KAN 2.0: Kolmogorov-Arnold Networks Meet Science
Ziming Liu, Pingchuan Ma, Yixuan Wang, Wojciech Matusik, Max Tegmark
TL;DR
The paper tackles the AI/Science gap by extending Kolmogorov-Arnold Networks (KANs) to support curiosity-driven scientific discovery. It introduces MultKAN, a kanpiler to translate symbolic formulas into KANs, and a tree converter to visualize parse graphs, enabling bidirectional knowledge flow between science and KANs. By incorporating inductive biases such as important features, modularity, and symbolic formulas, and by developing methods for feature attribution, modularity discovery, and symbolic regression, the framework aims to extract interpretable scientific insights from data. Across applications like conserved quantities, Lagrangians, hidden symmetry, and constitutive laws, the approach demonstrates interpretable representations and accurate symbolic recoveries, highlighting a practical path for interpretable AI-assisted scientific discovery.
Abstract
A major challenge of AI + Science lies in their inherent incompatibility: today's AI is primarily based on connectionism, while science depends on symbolism.
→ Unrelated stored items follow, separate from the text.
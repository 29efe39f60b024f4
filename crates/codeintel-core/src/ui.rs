//! Marshalling work onto the editor's UI thread.
//!
//! Background tasks never call [`EditorSurface`] directly. They push jobs
//! onto a [`UiQueue`]; the host drives the matching [`UiLoop`], which runs
//! jobs one at a time in the order they were queued.

use crate::editor::EditorSurface;
use std::sync::Arc;
use tokio::sync::{mpsc, oneshot};
use tokio::task::JoinHandle;
use tracing::trace;

/// A unit of UI work.
pub type UiJob = Box<dyn FnOnce(&dyn EditorSurface) + Send>;

/// Sending side of the UI job queue. Cheap to clone.
#[derive(Clone)]
pub struct UiQueue {
    tx: mpsc::UnboundedSender<UiJob>,
}

/// Receiving side, owned by whatever plays the UI thread.
pub struct UiLoop {
    rx: mpsc::UnboundedReceiver<UiJob>,
}

impl UiQueue {
    pub fn new() -> (Self, UiLoop) {
        let (tx, rx) = mpsc::unbounded_channel();
        (Self { tx }, UiLoop { rx })
    }

    /// Queue `job`. Never blocks; returns `false` once the loop is gone.
    pub fn dispatch<F>(&self, job: F) -> bool
    where
        F: FnOnce(&dyn EditorSurface) + Send + 'static,
    {
        self.tx.send(Box::new(job)).is_ok()
    }

    /// Wait until every job queued before this call has run.
    pub async fn flush(&self) {
        let (done_tx, done_rx) = oneshot::channel();
        if self.dispatch(move |_| {
            let _ = done_tx.send(());
        }) {
            let _ = done_rx.await;
        }
    }
}

impl UiLoop {
    /// Run jobs until every [`UiQueue`] is dropped.
    pub async fn run(mut self, editor: Arc<dyn EditorSurface>) {
        while let Some(job) = self.rx.recv().await {
            job(editor.as_ref());
        }
        trace!("UI loop finished");
    }

    /// Run the loop as a task, for hosts without their own UI thread.
    pub fn spawn(self, editor: Arc<dyn EditorSurface>) -> JoinHandle<()> {
        tokio::spawn(self.run(editor))
    }

    /// Run whatever is queued right now without waiting for more.
    ///
    /// For hosts that pump the queue from their own event loop.
    pub fn drain(&mut self, editor: &dyn EditorSurface) -> usize {
        let mut ran = 0;
        while let Ok(job) = self.rx.try_recv() {
            job(editor);
            ran += 1;
        }
        ran
    }
}
//! Logging setup using tracing.
//!
//! The coordinator itself only emits `tracing` events; hosts decide where
//! they go by calling [`init`] once at startup.

use std::fs::OpenOptions;
use std::path::PathBuf;
use std::sync::Mutex;
use tracing_subscriber::{fmt, prelude::*, EnvFilter};

/// Log level configuration.
#[derive(Debug, Clone, Copy, PartialEq, Eq, Default)]
pub enum LogLevel {
    Trace,
    Debug,
    #[default]
    Info,
    Warn,
    Error,
}

impl LogLevel {
    pub fn as_str(&self) -> &'static str {
        match self {
            LogLevel::Trace => "trace",
            LogLevel::Debug => "debug",
            LogLevel::Info => "info",
            LogLevel::Warn => "warn",
            LogLevel::Error => "error",
        }
    }

    /// Parse a log level from a string.
    pub fn parse(s: &str) -> Option<Self> {
        match s.to_lowercase().as_str() {
            "trace" => Some(LogLevel::Trace),
            "debug" => Some(LogLevel::Debug),
            "info" => Some(LogLevel::Info),
            "warn" | "warning" => Some(LogLevel::Warn),
            "error" => Some(LogLevel::Error),
            _ => None,
        }
    }
}

/// Logging configuration.
#[derive(Debug, Clone)]
pub struct LogConfig {
    /// Whether to print logs at all.
    pub print: bool,
    /// Log level.
    pub level: LogLevel,
    /// Whether to include file/line info in logs.
    pub include_location: bool,
    /// Log file path. Logs go to stderr when unset.
    pub file: Option<PathBuf>,
}

impl Default for LogConfig {
    fn default() -> Self {
        Self {
            print: false,
            level: LogLevel::Info,
            include_location: false,
            file: None,
        }
    }
}

impl LogConfig {
    /// Filter directive for the configured level, scoped to codeintel crates.
    pub fn directive(&self) -> String {
        let level = self.level.as_str();
        format!(
            "codeintel={level},codeintel_core={level},codeintel_engine={level},codeintel_util={level}"
        )
    }
}

/// Initialize logging with the given configuration.
///
/// This should be called once at application startup. Returns the log file
/// actually in use, if any.
pub fn init(config: LogConfig) -> Option<PathBuf> {
    let filter =
        EnvFilter::try_from_default_env().unwrap_or_else(|_| EnvFilter::new(config.directive()));

    let subscriber = tracing_subscriber::registry().with(filter);

    if !config.print {
        // Spans still work, events go nowhere.
        subscriber.init();
        return None;
    }

    if let Some(path) = &config.file {
        if let Some(parent) = path.parent() {
            if let Err(e) = std::fs::create_dir_all(parent) {
                eprintln!("Warning: Could not create log directory: {e}");
            }
        }
        match OpenOptions::new().create(true).append(true).open(path) {
            Ok(file) => {
                let fmt_layer = fmt::layer()
                    .with_target(true)
                    .with_ansi(false)
                    .with_file(config.include_location)
                    .with_line_number(config.include_location)
                    .with_writer(Mutex::new(file));
                subscriber.with(fmt_layer).init();
                return Some(path.clone());
            }
            Err(e) => {
                eprintln!("Warning: Could not open log file: {e}");
            }
        }
    }

    let fmt_layer = fmt::layer()
        .with_target(true)
        .with_level(true)
        .with_writer(std::io::stderr)
        .with_file(config.include_location)
        .with_line_number(config.include_location);
    subscriber.with(fmt_layer).init();
    None
}

/// Get the default log file path.
pub fn default_log_path() -> Option<PathBuf> {
    dirs::data_local_dir().map(|p| p.join("codeintel").join("logs").join("codeintel.log"))
}
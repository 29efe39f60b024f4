//! Timing of engine round-trips.
//!
//! A [`TimingGuard`] is created when a request is handed to the engine and
//! logs one line when dropped: the request context, the view and language it
//! was made for, how it ended, and how long it took. Quick round-trips are
//! logged at debug so that typing does not flood the log.

use std::fmt;
use std::time::{Duration, Instant};
use tracing::{debug, info, warn, Level};

/// Round-trips at least this long are logged at info.
pub const NOTICEABLE: Duration = Duration::from_millis(250);
/// Round-trips at least this long are logged at warn.
pub const SLOW: Duration = Duration::from_millis(2000);

/// How an engine round-trip ended.
#[derive(Debug, Clone, Copy, PartialEq, Eq)]
pub enum Outcome {
    /// Dropped before an answer arrived.
    Abandoned,
    Answered,
    Failed,
}

impl Outcome {
    pub fn as_str(&self) -> &'static str {
        match self {
            Outcome::Abandoned => "abandoned",
            Outcome::Answered => "answered",
            Outcome::Failed => "failed",
        }
    }
}

/// Log level for a round-trip of `elapsed`.
pub fn level_for(elapsed: Duration) -> Level {
    if elapsed >= SLOW {
        Level::WARN
    } else if elapsed >= NOTICEABLE {
        Level::INFO
    } else {
        Level::DEBUG
    }
}

/// Logs an engine round-trip when dropped.
pub struct TimingGuard {
    context: &'static str,
    view: String,
    language: String,
    outcome: Outcome,
    start: Instant,
}

impl TimingGuard {
    pub fn engine(context: &'static str, view: impl fmt::Display, language: impl Into<String>) -> Self {
        Self {
            context,
            view: view.to_string(),
            language: language.into(),
            outcome: Outcome::Abandoned,
            start: Instant::now(),
        }
    }

    pub fn answered(&mut self) {
        self.outcome = Outcome::Answered;
    }

    pub fn failed(&mut self) {
        self.outcome = Outcome::Failed;
    }

    pub fn outcome(&self) -> Outcome {
        self.outcome
    }
}

impl Drop for TimingGuard {
    fn drop(&mut self) {
        let elapsed = self.start.elapsed();
        let elapsed_ms = elapsed.as_millis() as u64;
        let outcome = self.outcome.as_str();
        match level_for(elapsed) {
            Level::WARN => warn!(
                context = self.context,
                view = %self.view,
                language = %self.language,
                outcome,
                elapsed_ms,
                "Slow engine round-trip"
            ),
            Level::INFO => info!(
                context = self.context,
                view = %self.view,
                language = %self.language,
                outcome,
                elapsed_ms,
                "Engine round-trip"
            ),
            _ => debug!(
                context = self.context,
                view = %self.view,
                language = %self.language,
                outcome,
                elapsed_ms,
                "Engine round-trip"
            ),
        }
    }
}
To bridge the two worlds, we propose a framework to seamlessly synergize Kolmogorov-Arnold Networks (KANs) and science. The framework highlights KANs' usage for three aspects of scientific discovery: identifying relevant features, revealing modular structures, and discovering symbolic formulas. The synergy is bidirectional: science to KAN (incorporating scientific knowledge into KANs), and KAN to science (extracting scientific insights from KANs). We highlight major new functionalities in the pykan package: (1) MultKAN: KANs with multiplication nodes. (2) kanpiler: a KAN compiler that compiles symbolic formulas into KANs. (3) tree converter: convert KANs (or any neural networks) to tree graphs. Based on these tools, we demonstrate KANs' capability to discover various types of physical laws, including conserved quantities, Lagrangians, symmetries, and constitutive laws.